** RECORDS SHOWN follows **
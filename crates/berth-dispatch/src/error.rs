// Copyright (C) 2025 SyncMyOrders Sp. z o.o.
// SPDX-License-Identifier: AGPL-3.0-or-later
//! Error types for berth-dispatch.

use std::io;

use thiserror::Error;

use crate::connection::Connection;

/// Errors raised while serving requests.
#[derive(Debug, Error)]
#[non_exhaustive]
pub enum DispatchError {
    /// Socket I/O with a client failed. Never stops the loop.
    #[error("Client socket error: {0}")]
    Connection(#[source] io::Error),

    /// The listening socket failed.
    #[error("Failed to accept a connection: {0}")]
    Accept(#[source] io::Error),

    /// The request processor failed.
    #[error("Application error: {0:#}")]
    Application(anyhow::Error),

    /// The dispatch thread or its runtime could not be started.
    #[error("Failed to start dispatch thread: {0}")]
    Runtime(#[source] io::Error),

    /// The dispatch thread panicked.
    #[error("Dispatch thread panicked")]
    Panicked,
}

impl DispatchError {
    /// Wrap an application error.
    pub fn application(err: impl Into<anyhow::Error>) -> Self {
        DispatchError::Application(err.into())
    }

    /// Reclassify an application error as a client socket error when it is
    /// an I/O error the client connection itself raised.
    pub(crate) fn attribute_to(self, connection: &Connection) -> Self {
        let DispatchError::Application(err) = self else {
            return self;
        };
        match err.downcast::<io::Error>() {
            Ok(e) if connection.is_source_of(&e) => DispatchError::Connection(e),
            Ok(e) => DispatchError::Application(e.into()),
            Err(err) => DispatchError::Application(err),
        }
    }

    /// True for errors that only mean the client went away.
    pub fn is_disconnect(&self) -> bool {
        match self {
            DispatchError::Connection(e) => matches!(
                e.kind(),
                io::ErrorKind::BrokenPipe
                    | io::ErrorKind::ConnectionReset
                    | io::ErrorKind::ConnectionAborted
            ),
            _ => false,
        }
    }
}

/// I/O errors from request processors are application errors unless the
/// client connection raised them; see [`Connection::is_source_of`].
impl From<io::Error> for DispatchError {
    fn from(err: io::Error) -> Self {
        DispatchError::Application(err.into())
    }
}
** End of RECORDS SHOWN **
| REQUIREMENT |
Once more, write out the records exactly as they are.

| OUTPUT FOR THIS TASK |
filename crates/berth-dispatch/src/error.rs
// Copyright (C) 2025 SyncMyOrders Sp. z o.o.
// SPDX-License-Identifier: AGPL-3.0-or-later
//! Error types for berth-dispatch.

use std::io;

use thiserror::Error;

use crate::connection::Connection;

/// Errors raised while serving requests.
#[derive(Debug, Error)]
#[non_exhaustive]
pub enum DispatchError {
    /// Socket I/O with a client failed. Never stops the loop.
    #[error("Client socket error: {0}")]
    Connection(#[source] io::Error),

    /// The listening socket failed.
    #[error("Failed to accept a connection: {0}")]
    Accept(#[source] io::Error),

    /// The request processor failed.
    #[error("Application error: {0:#}")]
    Application(anyhow::Error),

    /// The dispatch thread or its runtime could not be started.
    #[error("Failed to start dispatch thread: {0}")]
    Runtime(#[source] io::Error),

    /// The dispatch thread panicked.
    #[error("Dispatch thread panicked")]
    Panicked,
}

impl DispatchError {
    /// Wrap an application error.
    pub fn application(err: impl Into<anyhow::Error>) -> Self {
        DispatchError::Application(err.into())
    }

    /// Reclassify an application error as a client socket error when it is
    /// an I/O error the client connection itself raised.
    pub(crate) fn attribute_to(self, connection: &Connection) -> Self {
        let DispatchError::Application(err) = self else {
            return self;
        };
        match err.downcast::<io::Error>() {
            Ok(e) if connection.is_source_of(&e) => DispatchError::Connection(e),
            Ok(e) => DispatchError::Application(e.into()),
            Err(err) => DispatchError::Application(err),
        }
    }

    /// True for errors that only mean the client went away.
    pub fn is_disconnect(&self) -> bool {
        match self {
            DispatchError::Connection(e) => matches!(
                e.kind(),
                io::ErrorKind::BrokenPipe
                    | io::ErrorKind::ConnectionReset
                    | io::ErrorKind::ConnectionAborted
            ),
            _ => false,
        }
    }
}

/// I/O errors from request processors are application errors unless the
/// client connection raised them; see [`Connection::is_source_of`].
impl From<io::Error> for DispatchError {
    fn from(err: io::Error) -> Self {
        DispatchError::Application(err.into())
    }
}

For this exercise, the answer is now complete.